For years, corporate America treated “DEI” like a sacred mantra — a shiny three-letter excuse to sort Americans by race while pretending it was progress. Now the bill is finally coming due.
PayPal just became one of the biggest corporate names yet to get smacked by President Donald Trump’s Justice Department over what federal officials called an unlawful race-based business program — and the Silicon Valley giant is coughing up a $30 million settlement to make the problem disappear.
The Justice Department announced Tuesday that PayPal agreed to resolve a federal fair-lending probe tied to a 2020 initiative that specifically favored black and minority-owned businesses for financial support and investment opportunities.
According to the DOJ, the company’s program “gave a preference to businesses based on race, color, and national origin” — exactly the kind of identity-based sorting Democrats and Fortune 500 executives spent years insisting wasn’t discrimination at all.
Funny how quickly that argument evaporates once federal investigators show up.
Instead of fighting the case, PayPal agreed to overhaul the program entirely. The company will now launch a supposedly race-neutral “Small Business Initiative” that excludes race, national origin, and other protected categories from eligibility requirements.
As part of the settlement, PayPal will waive processing fees on $1 billion worth of transactions for qualifying small businesses — a package the DOJ values at roughly $30 million. The revamped program will prioritize veteran-owned companies along with businesses tied to farming, manufacturing, and technology.

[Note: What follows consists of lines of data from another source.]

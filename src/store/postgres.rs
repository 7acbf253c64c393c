use async_trait::async_trait;
use chrono::{DateTime, Utc};
use sqlx::PgPool;
use uuid::Uuid;

use super::{Itinerary, ItineraryStore, NewItinerary, User, UserStore};
use crate::error::{AppError, AuthError, DatabaseError};

const UNIQUE_VIOLATION: &str = "23505";

#[derive(Clone)]
pub struct PgStore {
    pool: PgPool,
}

impl PgStore {
    pub fn new(pool: PgPool) -> Self {
        Self { pool }
    }

    /// Create missing tables.
    pub async fn migrate(&self) -> Result<(), AppError> {
        sqlx::migrate!("./migrations")
            .run(&self.pool)
            .await
            .map_err(|e| AppError::Database(DatabaseError::QueryExecution(e.to_string())))
    }
}

fn is_unique_violation(err: &sqlx::Error) -> bool {
    matches!(err, sqlx::Error::Database(db) if db.code().as_deref() == Some(UNIQUE_VIOLATION))
}

type ItineraryRow = (Uuid, Uuid, String, i32, String, DateTime<Utc>);

fn itinerary_from_row(row: ItineraryRow) -> Result<Itinerary, AppError> {
    let (id, user_id, destination, days, plan, created_at) = row;
    let plan = serde_json::from_str(&plan).map_err(|e| {
        AppError::Database(DatabaseError::Corrupted(format!("itinerary {}: {}", id, e)))
    })?;

    Ok(Itinerary {
        id,
        user_id,
        destination,
        days,
        plan,
        created_at,
    })
}

#[async_trait]
impl UserStore for PgStore {
    async fn find_user_by_email(&self, email: &str) -> Result<Option<User>, AppError> {
        let row = sqlx::query_as::<_, (Uuid, String, String, DateTime<Utc>)>(
            "SELECT id, email, password_hash, created_at FROM users WHERE email = $1",
        )
        .bind(email)
        .fetch_optional(&self.pool)
        .await?;

        Ok(row.map(|(id, email, password_hash, created_at)| User {
            id,
            email,
            password_hash,
            created_at,
        }))
    }

    async fn create_user(&self, email: &str, password_hash: &str) -> Result<User, AppError> {
        let user = User {
            id: Uuid::new_v4(),
            email: email.to_string(),
            password_hash: password_hash.to_string(),
            created_at: Utc::now(),
        };

        sqlx::query(
            r#"
            INSERT INTO users (id, email, password_hash, created_at)
            VALUES ($1, $2, $3, $4)
            "#,
        )
        .bind(user.id)
        .bind(&user.email)
        .bind(&user.password_hash)
        .bind(user.created_at)
        .execute(&self.pool)
        .await
        .map_err(|e| {
            if is_unique_violation(&e) {
                AppError::Auth(AuthError::DuplicateRegistration)
            } else {
                AppError::from(e)
            }
        })?;

        Ok(user)
    }
}

#[async_trait]
impl ItineraryStore for PgStore {
    async fn save_itinerary(&self, itinerary: NewItinerary) -> Result<Itinerary, AppError> {
        let id = Uuid::new_v4();
        let created_at = Utc::now();
        let plan = serde_json::to_string(&itinerary.plan)
            .map_err(|e| AppError::Internal(format!("Plan serialization failed: {}", e)))?;

        sqlx::query(
            r#"
            INSERT INTO itineraries (id, user_id, destination, days, plan, created_at)
            VALUES ($1, $2, $3, $4, $5, $6)
            "#,
        )
        .bind(id)
        .bind(itinerary.user_id)
        .bind(&itinerary.destination)
        .bind(itinerary.days)
        .bind(&plan)
        .bind(created_at)
        .execute(&self.pool)
        .await?;

        Ok(Itinerary {
            id,
            user_id: itinerary.user_id,
            destination: itinerary.destination,
            days: itinerary.days,
            plan: itinerary.plan,
            created_at,
        })
    }

    async fn list_itineraries(&self, user_id: Uuid) -> Result<Vec<Itinerary>, AppError> {
        let rows = sqlx::query_as::<_, ItineraryRow>(
            r#"
            SELECT id, user_id, destination, days, plan, created_at
            FROM itineraries
            WHERE user_id = $1
            ORDER BY created_at DESC
            "#,
        )
        .bind(user_id)
        .fetch_all(&self.pool)
        .await?;

        rows.into_iter().map(itinerary_from_row).collect()
    }
}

That’s a noticeable pivot away from the elite HR-department obsession with race politics and toward actual economic sectors that employ millions of Americans.

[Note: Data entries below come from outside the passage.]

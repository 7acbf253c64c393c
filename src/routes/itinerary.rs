/// Itinerary Routes
///
/// Generate a plan with the AI service, save it, list saved plans.

use actix_web::{web, HttpResponse};
use serde::{Deserialize, Serialize};

use crate::ai_client::{AiClient, DayPlan, ItineraryPrompt};
use crate::auth::AuthenticatedUser;
use crate::error::{AppError, ValidationError};
use crate::store::{ItineraryStore, NewItinerary};
use crate::validators::{is_valid_days, is_valid_text};

#[derive(Deserialize)]
pub struct ItineraryRequest {
    pub destination: String,
    #[serde(default = "default_days")]
    pub days: i32,
    #[serde(default = "default_travel_type")]
    pub travel_type: String,
    #[serde(default = "default_budget")]
    pub budget: String,
    #[serde(default = "default_mood")]
    pub mood: String,
    #[serde(default = "default_include_pois")]
    pub include_pois: bool,
}

fn default_days() -> i32 {
    3
}

fn default_travel_type() -> String {
    "general".to_string()
}

fn default_budget() -> String {
    "medium".to_string()
}

fn default_mood() -> String {
    "relaxed".to_string()
}

fn default_include_pois() -> bool {
    true
}

#[derive(Serialize)]
pub struct ItineraryResponse {
    pub destination: String,
    pub plan: Vec<DayPlan>,
}

#[derive(Deserialize)]
pub struct ItinerarySaveRequest {
    pub destination: String,
    pub days: i32,
    pub plan: Vec<DayPlan>,
}

/// POST /api/itinerary
pub async fn generate_itinerary(
    user: AuthenticatedUser,
    body: web::Json<ItineraryRequest>,
    ai: web::Data<AiClient>,
) -> Result<HttpResponse, AppError> {
    let prompt = ItineraryPrompt {
        destination: is_valid_text("destination", &body.destination)?,
        days: is_valid_days(body.days)?,
        travel_type: is_valid_text("travel_type", &body.travel_type)?,
        budget: is_valid_text("budget", &body.budget)?,
        mood: is_valid_text("mood", &body.mood)?,
        include_pois: body.include_pois,
    };

    let plan = ai.generate_itinerary(&prompt).await?;
    tracing::info!(
        user_id = %user.0.id,
        days = plan.len(),
        "Itinerary generated"
    );

    Ok(HttpResponse::Ok().json(ItineraryResponse {
        destination: prompt.destination,
        plan,
    }))
}

/// POST /api/itinerary/save
pub async fn save_itinerary(
    user: AuthenticatedUser,
    body: web::Json<ItinerarySaveRequest>,
    itineraries: web::Data<dyn ItineraryStore>,
) -> Result<HttpResponse, AppError> {
    let body = body.into_inner();
    let destination = is_valid_text("destination", &body.destination)?;
    let days = is_valid_days(body.days)?;
    if body.plan.is_empty() {
        return Err(ValidationError::EmptyField("plan".to_string()).into());
    }

    let plan = serde_json::to_value(&body.plan)
        .map_err(|e| AppError::Internal(format!("Plan serialization failed: {}", e)))?;

    let saved = itineraries
        .save_itinerary(NewItinerary {
            user_id: user.0.id,
            destination,
            days,
            plan,
        })
        .await?;

    tracing::info!(user_id = %user.0.id, itinerary_id = %saved.id, "Itinerary saved");

    Ok(HttpResponse::Ok().json(serde_json::json!({
        "message": "Itinerary saved",
        "id": saved.id,
    })))
}

/// GET /api/itinerary/my
pub async fn my_itineraries(
    user: AuthenticatedUser,
    itineraries: web::Data<dyn ItineraryStore>,
) -> Result<HttpResponse, AppError> {
    let saved = itineraries.list_itineraries(user.0.id).await?;
    Ok(HttpResponse::Ok().json(saved))
}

The company also agreed to appoint a director to oversee the initiative, assess the needs of small businesses nationwide, train employees on federal equal-credit laws, and provide annual reports to the government.
The investigation stems from PayPal’s highly publicized 2020 diversity push — launched during the peak of the corporate “racial reckoning” frenzy that swept through boardrooms after the George Floyd riots. At the time, major companies raced to announce splashy diversity funds, race-conscious hiring goals, and identity-based investment programs in hopes of earning applause from activists and media elites.

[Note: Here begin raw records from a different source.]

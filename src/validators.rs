/// Input validators
///
/// Checks applied to request bodies before they reach hashing, storage or
/// an upstream service. Each returns the normalized value on success.

use lazy_static::lazy_static;
use regex::Regex;

use crate::error::ValidationError;

const MAX_EMAIL_LENGTH: usize = 254; // RFC 5321
const MIN_EMAIL_LENGTH: usize = 3;
const MIN_PASSWORD_LENGTH: usize = 8;
const MAX_PASSWORD_LENGTH: usize = 72; // bcrypt ignores bytes past 72
const MAX_TEXT_LENGTH: usize = 200;
pub const MAX_DAYS: i32 = 30;
const MAX_FREE_TEXT_LENGTH: usize = 2000;

lazy_static! {
    // RFC 5322 simplified email regex (practical validation)
    static ref EMAIL_REGEX: Regex = Regex::new(
        r"^[a-zA-Z0-9.!#$%&'*+/=?^_`{|}~-]+@[a-zA-Z0-9](?:[a-zA-Z0-9-]{0,61}[a-zA-Z0-9])?(?:\.[a-zA-Z0-9](?:[a-zA-Z0-9-]{0,61}[a-zA-Z0-9])?)*$"
    ).expect("email regex is valid");
}

/// Validates an email address: length limits, format, one `@`, local part
/// no longer than 64 characters.
pub fn is_valid_email(email: &str) -> Result<String, ValidationError> {
    let trimmed = email.trim();

    if trimmed.is_empty() {
        return Err(ValidationError::EmptyField("email".to_string()));
    }
    if trimmed.len() < MIN_EMAIL_LENGTH {
        return Err(ValidationError::TooShort("email".to_string(), MIN_EMAIL_LENGTH));
    }
    if trimmed.len() > MAX_EMAIL_LENGTH {
        return Err(ValidationError::TooLong("email".to_string(), MAX_EMAIL_LENGTH));
    }
    if !EMAIL_REGEX.is_match(trimmed) {
        return Err(ValidationError::InvalidFormat("email".to_string()));
    }
    match trimmed.split_once('@') {
        Some((local, _)) if local.len() <= 64 => {}
        _ => return Err(ValidationError::InvalidFormat("email".to_string())),
    }

    Ok(trimmed.to_string())
}

/// Validates a new password. Not trimmed: whitespace is part of the secret.
pub fn is_valid_password(password: &str) -> Result<(), ValidationError> {
    if password.len() < MIN_PASSWORD_LENGTH {
        return Err(ValidationError::TooShort(
            "password".to_string(),
            MIN_PASSWORD_LENGTH,
        ));
    }
    if password.len() > MAX_PASSWORD_LENGTH {
        return Err(ValidationError::TooLong(
            "password".to_string(),
            MAX_PASSWORD_LENGTH,
        ));
    }
    if password.contains('\0') {
        return Err(ValidationError::InvalidFormat("password".to_string()));
    }
    Ok(())
}

/// Short single-line text such as a destination or mood
pub fn is_valid_text(field: &str, value: &str) -> Result<String, ValidationError> {
    let trimmed = value.trim();

    if trimmed.is_empty() {
        return Err(ValidationError::EmptyField(field.to_string()));
    }
    if trimmed.chars().count() > MAX_TEXT_LENGTH {
        return Err(ValidationError::TooLong(field.to_string(), MAX_TEXT_LENGTH));
    }
    if trimmed.chars().any(char::is_control) {
        return Err(ValidationError::InvalidFormat(field.to_string()));
    }

    Ok(trimmed.to_string())
}

/// Longer user prose forwarded to the AI service
pub fn is_valid_free_text(field: &str, value: &str) -> Result<String, ValidationError> {
    let trimmed = value.trim();

    if trimmed.is_empty() {
        return Err(ValidationError::EmptyField(field.to_string()));
    }
    if trimmed.chars().count() > MAX_FREE_TEXT_LENGTH {
        return Err(ValidationError::TooLong(field.to_string(), MAX_FREE_TEXT_LENGTH));
    }

    Ok(trimmed.to_string())
}

pub fn is_valid_days(days: i32) -> Result<i32, ValidationError> {
    if !(1..=MAX_DAYS).contains(&days) {
        return Err(ValidationError::OutOfRange("days".to_string()));
    }
    Ok(days)
}

pub fn is_valid_coordinates(lat: f64, lng: f64) -> Result<(f64, f64), ValidationError> {
    if !(-90.0..=90.0).contains(&lat) {
        return Err(ValidationError::OutOfRange("lat".to_string()));
    }
    if !(-180.0..=180.0).contains(&lng) {
        return Err(ValidationError::OutOfRange("lng".to_string()));
    }
    Ok((lat, lng))
}

#[cfg(test)]
mod tests {
    use super::*;

    #[test]
    fn test_valid_email() {
        assert!(is_valid_email("user@example.com").is_ok());
        assert!(is_valid_email("test.email@domain.co.uk").is_ok());
        assert!(is_valid_email("user+tag@example.com").is_ok());
        assert_eq!(is_valid_email("  a@b.com ").unwrap(), "a@b.com");
    }

    #[test]
    fn test_invalid_email_format() {
        assert!(is_valid_email("invalid").is_err());
        assert!(is_valid_email("user@").is_err());
        assert!(is_valid_email("@example.com").is_err());
        assert!(is_valid_email("user@@example.com").is_err());
        assert!(is_valid_email("").is_err());
    }

    #[test]
    fn test_email_length_limits() {
        let too_long = format!("{}@example.com", "a".repeat(250));
        assert!(is_valid_email(&too_long).is_err());

        let long_local = format!("{}@example.com", "a".repeat(65));
        assert!(is_valid_email(&long_local).is_err());
    }

    #[test]
    fn test_password_rules() {
        assert!(is_valid_password("password").is_ok());
        assert!(is_valid_password("short").is_err());
        assert!(is_valid_password(&"a".repeat(72)).is_ok());
        assert!(is_valid_password(&"a".repeat(73)).is_err());
        assert!(is_valid_password("with\0null-byte").is_err());
    }

    #[test]
    fn test_text_rules() {
        assert_eq!(is_valid_text("destination", " Pune ").unwrap(), "Pune");
        assert!(is_valid_text("destination", "   ").is_err());
        assert!(is_valid_text("destination", &"x".repeat(201)).is_err());
        assert!(is_valid_text("destination", "Pu\nne").is_err());
    }

    #[test]
    fn test_free_text_allows_newlines() {
        assert!(is_valid_free_text("places_list", "Fort\nLake\nTemple").is_ok());
        assert!(is_valid_free_text("places_list", "").is_err());
    }

    #[test]
    fn test_days_range() {
        assert!(is_valid_days(1).is_ok());
        assert!(is_valid_days(MAX_DAYS).is_ok());
        assert!(is_valid_days(0).is_err());
        assert!(is_valid_days(MAX_DAYS + 1).is_err());
    }

    #[test]
    fn test_coordinates_range() {
        assert!(is_valid_coordinates(18.52, 73.85).is_ok());
        assert!(is_valid_coordinates(91.0, 0.0).is_err());
        assert!(is_valid_coordinates(0.0, -181.0).is_err());
        assert!(is_valid_coordinates(f64::NAN, 0.0).is_err());
    }
}
mod ai;
mod auth;
mod health_check;
mod itinerary;
mod places;

pub use ai::ai_recommend;
pub use auth::{current_user, login, register};
pub use health_check::health_check;
pub use itinerary::{generate_itinerary, my_itineraries, save_itinerary};
pub use places::search_places;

Now many of those same companies are quietly retreating as courts — and increasingly, the federal government — scrutinize whether their “equity” initiatives violated longstanding civil-rights laws.
Acting U.S. Attorney General Todd Blanche made clear the administration wants corporate America to understand the message. “American corporations are on notice,” Blanche warned. “You will face our aggressive enforcement if you use race or national origin to discriminate against qualified Americans.”
Assistant Attorney General Harmeet Dhillon delivered an equally blunt reminder that Washington’s tolerance for corporate race games is rapidly disappearing. “With this settlement, PayPal agrees that race and national origin should play no part in determining which small businesses deserve its investment and financial support,” Dhillon said. “The Department will use the full range of its enforcement authorities to eliminate discrimination and ensure that all Americans have an equal opportunity to grow their small businesses.”
And after years of being told discrimination was acceptable so long as it came wrapped in progressive buzzwords, a lot of Americans are probably wondering what took so long.